With Mendel under one arm, two bags and my daughter hanging on the other arm, we navigate the parking lot. When we get home, it’s 5:35, and we realize all the homework is lost; it’s dripping and has to be laid out to dry. The backpack goes in the washer, after I pluck out all the little bits and pieces that make their home in the bottom of a girl’s bag.
My son decides to take a mouth full of milk and spit it out in the fireplace, which, of course, is on; a smell of burning milk starts to spread through the room. I shut it off and try to clean it. It’s no use, it’ll just have to burn off, so I turn it back on after cleaning the screen as well as I can.

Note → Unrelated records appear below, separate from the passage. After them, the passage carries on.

use anyhow::Context;
use std::sync::Arc;

use crate::module::{InitCtx, Module};

/// Ordered set of resource modules and their lifecycle
pub struct ModuleRegistry {
    modules: Vec<Arc<dyn Module>>,
}

impl ModuleRegistry {
    pub fn new() -> Self {
        Self {
            modules: Vec::new(),
        }
    }

    /// Register a module; registration order is initialization order
    pub fn register(&mut self, module: Arc<dyn Module>) -> anyhow::Result<()> {
        if self.get_module(module.name()).is_some() {
            anyhow::bail!("module '{}' is already registered", module.name());
        }
        self.modules.push(module);
        Ok(())
    }

    pub fn modules(&self) -> impl Iterator<Item = &Arc<dyn Module>> {
        self.modules.iter()
    }

    pub fn get_module(&self, name: &str) -> Option<&Arc<dyn Module>> {
        self.modules.iter().find(|module| module.name() == name)
    }

    pub fn len(&self) -> usize {
        self.modules.len()
    }

    pub fn is_empty(&self) -> bool {
        self.modules.is_empty()
    }

    pub async fn init_all(&self, ctx: &InitCtx<'_>) -> anyhow::Result<()> {
        tracing::info!("initializing {} modules", self.modules.len());

        for module in &self.modules {
            tracing::info!(module = module.name(), "initializing module");

            module
                .init(ctx)
                .await
                .with_context(|| format!("failed to initialize module '{}'", module.name()))?;
        }

        Ok(())
    }

    pub async fn start_all(&self, ctx: &InitCtx<'_>) -> anyhow::Result<()> {
        for module in &self.modules {
            tracing::info!(module = module.name(), "starting module");

            module
                .start(ctx)
                .await
                .with_context(|| format!("failed to start module '{}'", module.name()))?;
        }

        Ok(())
    }

    /// Stop modules in reverse registration order
    pub async fn stop_all(&self) -> anyhow::Result<()> {
        tracing::info!("stopping {} modules", self.modules.len());

        for module in self.modules.iter().rev() {
            tracing::info!(module = module.name(), "stopping module");

            module
                .stop()
                .await
                .with_context(|| format!("failed to stop module '{}'", module.name()))?;
        }

        Ok(())
    }
}

impl Default for ModuleRegistry {
    fn default() -> Self {
        Self::new()
    }
}

#[cfg(test)]
mod tests {
    use super::*;
    use crate::settings::Settings;
    use bookshelf_events::EventBus;
    use std::sync::Mutex;

    struct TestModule {
        name: &'static str,
        log: Arc<Mutex<Vec<String>>>,
    }

    #[async_trait::async_trait]
    impl Module for TestModule {
        fn name(&self) -> &'static str {
            self.name
        }

        async fn init(&self, _ctx: &InitCtx<'_>) -> anyhow::Result<()> {
            self.log.lock().unwrap().push(format!("init {}", self.name));
            Ok(())
        }

        async fn stop(&self) -> anyhow::Result<()> {
            self.log.lock().unwrap().push(format!("stop {}", self.name));
            Ok(())
        }
    }

    #[test]
    fn test_module_registry_creation() {
        let registry = ModuleRegistry::new();
        assert!(registry.is_empty());
    }

    #[test]
    fn test_duplicate_module_is_rejected() {
        let log = Arc::new(Mutex::new(Vec::new()));
        let mut registry = ModuleRegistry::new();
        registry
            .register(Arc::new(TestModule {
                name: "books",
                log: log.clone(),
            }))
            .unwrap();
        let err = registry
            .register(Arc::new(TestModule { name: "books", log }))
            .unwrap_err();
        assert!(err.to_string().contains("already registered"));
        assert_eq!(registry.len(), 1);
    }

    #[tokio::test]
    async fn test_module_lifecycle_order() {
        let log = Arc::new(Mutex::new(Vec::new()));
        let mut registry = ModuleRegistry::new();
        for name in ["author", "books"] {
            registry
                .register(Arc::new(TestModule {
                    name,
                    log: log.clone(),
                }))
                .unwrap();
        }

        let settings = Settings::default();
        let events = EventBus::default();
        let ctx = InitCtx {
            settings: &settings,
            events: &events,
        };

        registry.init_all(&ctx).await.unwrap();
        registry.start_all(&ctx).await.unwrap();
        registry.stop_all().await.unwrap();

        assert_eq!(
            *log.lock().unwrap(),
            vec!["init author", "init books", "stop books", "stop author"]
        );
    }
}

I stick him in the bathtub while my daughter does homework on the computer; extra long, since she can’t do her written work. When he’s done, she needs her bath. I used to bathe them together, but I can’t do that anymore; they’ll kill each other and splash water all over the floor until it drips through the kitchen ceiling. While she’s in the bath, I try to put away five loads of laundry; Mendel runs downstairs and is very quiet. “What are you doing?” I yell down the stairs, and after repeating my question three more times, he finally answers: “Eating.”
Oh. I guess he’s hungry; he didn’t finish his dinner, after all. When I come downstairs he has opened three different yoghurts and eaten half of each. Then he asks for juice; while I pour him a cup he gets impatient, tries to grab it and the apple juice splashes all over the kitchen floor. By now I’m so exasperated, I can’t even get mad; still, he starts to cry. My son is very good at that, two big tears make their way down his chubby cheeks, “I’m sorry, mama,” he whispers. It breaks your heart. I tell him it’s okay, and Isabella, who is by now out of the bath and dressed in her jammies, offers to clean the floor. While I explain to Mendel that no, he is NOT getting another bath, Isabella gets out the Swiffer stick and starts mopping. She does a terrible job, and the floor remains sticky in all the wrong places. Still, she made an effort, and I decide not to insult her by cleaning it again.
By now it is past 8:30, and really, finally, time for Isabella to go to bed. We go upstairs and read stories; my husband gets home from work and takes over. I take Mendel back downstairs; he won’t sleep this early and I am too exhausted to fight him. He takes out more yoghurt, leaves the fridge wide open, and climbs on the counter. I deflate in front of CNN and am grateful that AC 360 repeats itself, so I can catch at least half of the evening’s news. I wonder for the 1000th time: how do single mothers keep their sanity?
1 response so far ↓
Therapy // March 6, 2008 at 3:14 pm
It sure would be nice if your husband would take Ballet Duty once in a while.